* **YOUR GOAL**: Could you report every line from the entries that includes the word "trap"?

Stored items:

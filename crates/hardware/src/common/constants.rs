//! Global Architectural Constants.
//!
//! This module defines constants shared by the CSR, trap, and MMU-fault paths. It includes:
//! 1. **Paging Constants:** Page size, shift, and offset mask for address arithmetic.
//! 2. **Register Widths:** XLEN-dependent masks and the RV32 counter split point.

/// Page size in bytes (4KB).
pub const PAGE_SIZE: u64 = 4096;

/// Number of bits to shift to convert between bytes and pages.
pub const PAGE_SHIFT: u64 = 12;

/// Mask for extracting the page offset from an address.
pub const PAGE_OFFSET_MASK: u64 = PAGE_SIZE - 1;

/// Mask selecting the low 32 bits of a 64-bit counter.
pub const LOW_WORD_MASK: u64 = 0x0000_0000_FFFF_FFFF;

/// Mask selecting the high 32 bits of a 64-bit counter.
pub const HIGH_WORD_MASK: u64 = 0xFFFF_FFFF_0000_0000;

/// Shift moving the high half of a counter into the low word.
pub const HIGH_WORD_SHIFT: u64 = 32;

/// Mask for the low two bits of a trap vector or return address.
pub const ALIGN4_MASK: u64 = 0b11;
==
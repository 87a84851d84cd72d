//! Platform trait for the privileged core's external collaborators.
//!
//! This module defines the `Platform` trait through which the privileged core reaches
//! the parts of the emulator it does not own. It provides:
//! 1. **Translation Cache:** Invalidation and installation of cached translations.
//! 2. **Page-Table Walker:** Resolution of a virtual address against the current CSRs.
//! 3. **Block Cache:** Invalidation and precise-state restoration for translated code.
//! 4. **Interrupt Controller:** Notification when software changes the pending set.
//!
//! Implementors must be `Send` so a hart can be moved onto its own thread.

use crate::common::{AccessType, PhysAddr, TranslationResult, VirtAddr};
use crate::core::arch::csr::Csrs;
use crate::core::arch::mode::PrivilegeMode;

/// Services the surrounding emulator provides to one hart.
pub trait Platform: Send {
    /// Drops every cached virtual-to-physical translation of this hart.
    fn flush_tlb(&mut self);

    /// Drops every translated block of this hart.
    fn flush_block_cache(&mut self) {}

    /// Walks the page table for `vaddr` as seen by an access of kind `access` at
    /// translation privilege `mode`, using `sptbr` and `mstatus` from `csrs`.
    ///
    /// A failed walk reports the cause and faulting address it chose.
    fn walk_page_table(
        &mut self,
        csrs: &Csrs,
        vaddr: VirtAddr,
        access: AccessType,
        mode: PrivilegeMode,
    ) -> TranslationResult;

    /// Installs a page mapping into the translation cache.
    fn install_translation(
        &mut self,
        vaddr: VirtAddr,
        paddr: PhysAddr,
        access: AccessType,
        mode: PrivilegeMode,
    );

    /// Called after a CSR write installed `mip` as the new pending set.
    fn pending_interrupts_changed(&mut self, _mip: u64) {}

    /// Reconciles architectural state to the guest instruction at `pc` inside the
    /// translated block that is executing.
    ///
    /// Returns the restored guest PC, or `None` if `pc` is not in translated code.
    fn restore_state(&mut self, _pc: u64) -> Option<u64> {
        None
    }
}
* * *
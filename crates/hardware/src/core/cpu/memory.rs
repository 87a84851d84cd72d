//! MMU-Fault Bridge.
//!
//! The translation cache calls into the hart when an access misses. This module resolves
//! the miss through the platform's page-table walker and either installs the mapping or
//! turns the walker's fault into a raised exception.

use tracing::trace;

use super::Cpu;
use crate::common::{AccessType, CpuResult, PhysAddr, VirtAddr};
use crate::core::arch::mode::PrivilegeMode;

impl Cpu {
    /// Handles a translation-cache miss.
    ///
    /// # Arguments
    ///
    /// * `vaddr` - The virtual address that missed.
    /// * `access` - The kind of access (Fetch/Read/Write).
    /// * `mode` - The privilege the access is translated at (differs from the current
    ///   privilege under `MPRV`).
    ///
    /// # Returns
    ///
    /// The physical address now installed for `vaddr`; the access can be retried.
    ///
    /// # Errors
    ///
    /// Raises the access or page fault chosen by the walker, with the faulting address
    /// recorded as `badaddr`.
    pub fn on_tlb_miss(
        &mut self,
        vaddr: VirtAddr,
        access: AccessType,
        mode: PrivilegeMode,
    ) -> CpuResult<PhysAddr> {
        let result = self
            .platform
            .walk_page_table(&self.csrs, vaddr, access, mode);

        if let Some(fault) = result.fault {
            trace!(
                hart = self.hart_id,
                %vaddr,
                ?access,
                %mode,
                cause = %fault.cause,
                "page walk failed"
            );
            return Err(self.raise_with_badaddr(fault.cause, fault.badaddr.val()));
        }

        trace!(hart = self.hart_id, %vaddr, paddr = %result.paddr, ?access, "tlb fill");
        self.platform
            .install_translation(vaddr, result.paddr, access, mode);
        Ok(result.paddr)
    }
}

* **RESULT FOR THIS TASK**:
//! This module defines constants shared by the CSR, trap, and MMU-fault paths. It includes:
/// Mask for the low two bits of a trap vector or return address.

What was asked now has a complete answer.